At that moment I decided that I should call for additional help, as Tal Vardi refused to talk to me entirely, and left me alone. At that time, three security people were packing my stuff up in such a mess, pulling the computer’s battery out and wrapping the laptop without even getting my approval. I called Bilha Cohen, the secretary at the Institute of Criminology, and she gave me the phone number of the Dean’s office. I then called Aliza, the Dean’s secretary. She gave me his home number, and I called him; his wife passed him over to me, and he said that he could not do anything, and that I should call his deputy, she should be the one that could help me out. By that time I was 20 minutes from my flight.

I called his deputy, and there was no one in the office, and my computer was now wrapped, and about to be sent to Tunisia - as planned. I then started yelling, while trying to explain, but this time with so much anger, and told them that their way of treating people was not human. I said that I had allowed them to check everything in my luggage, that I had cooperated, but despite this, they had treated me with such a rude and inhumane manner. Their refusal to allow me to take my laptop with me, even when I was willing for them to hand it over in the airplane was unacceptable; as was their refusal to even talk to me or calm me down - they all left me sitting on that long counter alone, 15 minutes from my flight, trying to find a way out.

Their way of talking, their methods of poking fun at me, and their disrespect, made me tell them: ‘I am not flying’. I pulled my luggage, unwrapped the laptop, and left the place.

This whole process of humiliation took between 1:40- 4:30 pm. I ended up with bad chest pains, dizziness and illness, which led to vomiting and the feeling of such humiliation. I called some friends to help me out, such as Einas from Mada Organization, and Mr. Jaafar Farah and Adella from Musawa Organization. They called me numerous times, trying to calm me down, asking some activists from the office and the airport to help out. I also called my friend Dorit Roer-Streir, but no one was able to change the situation. I left the airport eventually, unable to breath, walk or function.
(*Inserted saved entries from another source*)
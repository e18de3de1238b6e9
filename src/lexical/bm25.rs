//! BM25 term scoring over the corpus statistics.

use crate::constants::{BM25_B, BM25_K1};
use crate::lexical::index::{CorpusStats, FileDoc};

/// Inverse document frequency.
///
/// `1 + (N - df + 0.5) / (df + 0.5)` — the additive form, always >= 1 so a
/// matched term can never contribute a negative score.
pub(crate) fn idf(doc_freq: u32, total_docs: usize) -> f32 {
    let n = total_docs as f32;
    let df = doc_freq as f32;
    1.0 + (n - df + 0.5) / (df + 0.5)
}

/// BM25 contribution of a single term for a single document.
///
/// Zero when the term does not occur in the document's term frequencies;
/// substring matches that cross token boundaries are scored by the caller
/// via the fixed substring boost alone.
pub(crate) fn term_score(term: &str, doc: &FileDoc, stats: &CorpusStats) -> f32 {
    let tf = match doc.term_freqs.get(term) {
        Some(&tf) if tf > 0 => tf as f32,
        _ => return 0.0,
    };
    let df = stats.doc_freqs.get(term).copied().unwrap_or(0);
    let idf_score = idf(df, stats.total_docs);

    let avg_dl = if stats.avg_doc_length > 0.0 {
        stats.avg_doc_length
    } else {
        1.0
    };
    let dl = doc.length as f32;
    let numerator = tf * (BM25_K1 + 1.0);
    let denominator = tf + BM25_K1 * (1.0 - BM25_B + BM25_B * (dl / avg_dl));
    if denominator <= 0.0 {
        return 0.0;
    }
    idf_score * (numerator / denominator)
}

/// BM25 score of a document for a set of query terms.
pub(crate) fn score_terms(terms: &[String], doc: &FileDoc, stats: &CorpusStats) -> f32 {
    terms
        .iter()
        .map(|t| term_score(t, doc, stats))
        .sum::<f32>()
        .max(0.0)
}

#[cfg(test)]
mod tests {
    use super::*;
    use std::collections::HashMap;

    fn doc_with_tf(term: &str, tf: u32, length: usize) -> FileDoc {
        let mut doc = FileDoc::from_content("a.rs".to_string(), String::new(), None);
        doc.term_freqs = HashMap::from([(term.to_string(), tf)]);
        doc.length = length;
        doc
    }

    fn stats(df: u32, total_docs: usize, avg_dl: f32) -> CorpusStats {
        CorpusStats {
            total_docs,
            avg_doc_length: avg_dl,
            doc_freqs: HashMap::from([("token".to_string(), df)]),
            total_terms: 100,
        }
    }

    #[test]
    fn test_idf_decreases_with_document_frequency() {
        assert!(idf(1, 100) > idf(10, 100));
        assert!(idf(10, 100) > idf(100, 100));
    }

    #[test]
    fn test_idf_never_below_one() {
        // Even a term in every document keeps a positive contribution
        assert!(idf(100, 100) >= 1.0);
    }

    #[test]
    fn test_score_monotonic_in_tf() {
        let s = stats(5, 100, 50.0);
        let mut previous = 0.0;
        for tf in 1..20 {
            let doc = doc_with_tf("token", tf, 50);
            let score = term_score("token", &doc, &s);
            assert!(
                score >= previous,
                "tf={} score={} previous={}",
                tf,
                score,
                previous
            );
            previous = score;
        }
    }

    #[test]
    fn test_longer_docs_score_lower() {
        let s = stats(5, 100, 50.0);
        let short = term_score("token", &doc_with_tf("token", 3, 25), &s);
        let long = term_score("token", &doc_with_tf("token", 3, 200), &s);
        assert!(short > long);
    }

    #[test]
    fn test_absent_term_scores_zero() {
        let s = stats(5, 100, 50.0);
        let doc = doc_with_tf("token", 3, 50);
        assert_eq!(term_score("missing", &doc, &s), 0.0);
    }
}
I am sorry again to miss you, to miss learning from the conference and to miss sharing my work with you, but must state that there is a limit to the amount of humiliation that one could take, and I felt that the whole process of turning me - a Palestinian woman - into a naked entity, with no value, no voice, no respect and no power to fight back at this ‘demonization’, made me refuse to fly. How could I fly as a human, when all they wanted to do is to strip me from my humanity, using all the power they have, while stealing from me even my ability to protect my girls' picture, my writings, my reading material, my laptop and my other personal belongings? It was indeed horrible to experience the way a system of oppression tries to turn us from humans to a metamorphised terrified being.

Please accept my apologies, and please write back to my university and to the Israeli state and ask them to stop depriving us from our ability to participate in conferences, to acquire knowledge, to get each others' support, and stop using our bodies/lives and their security reasoning to marginalize, ostracize, and humiliate us.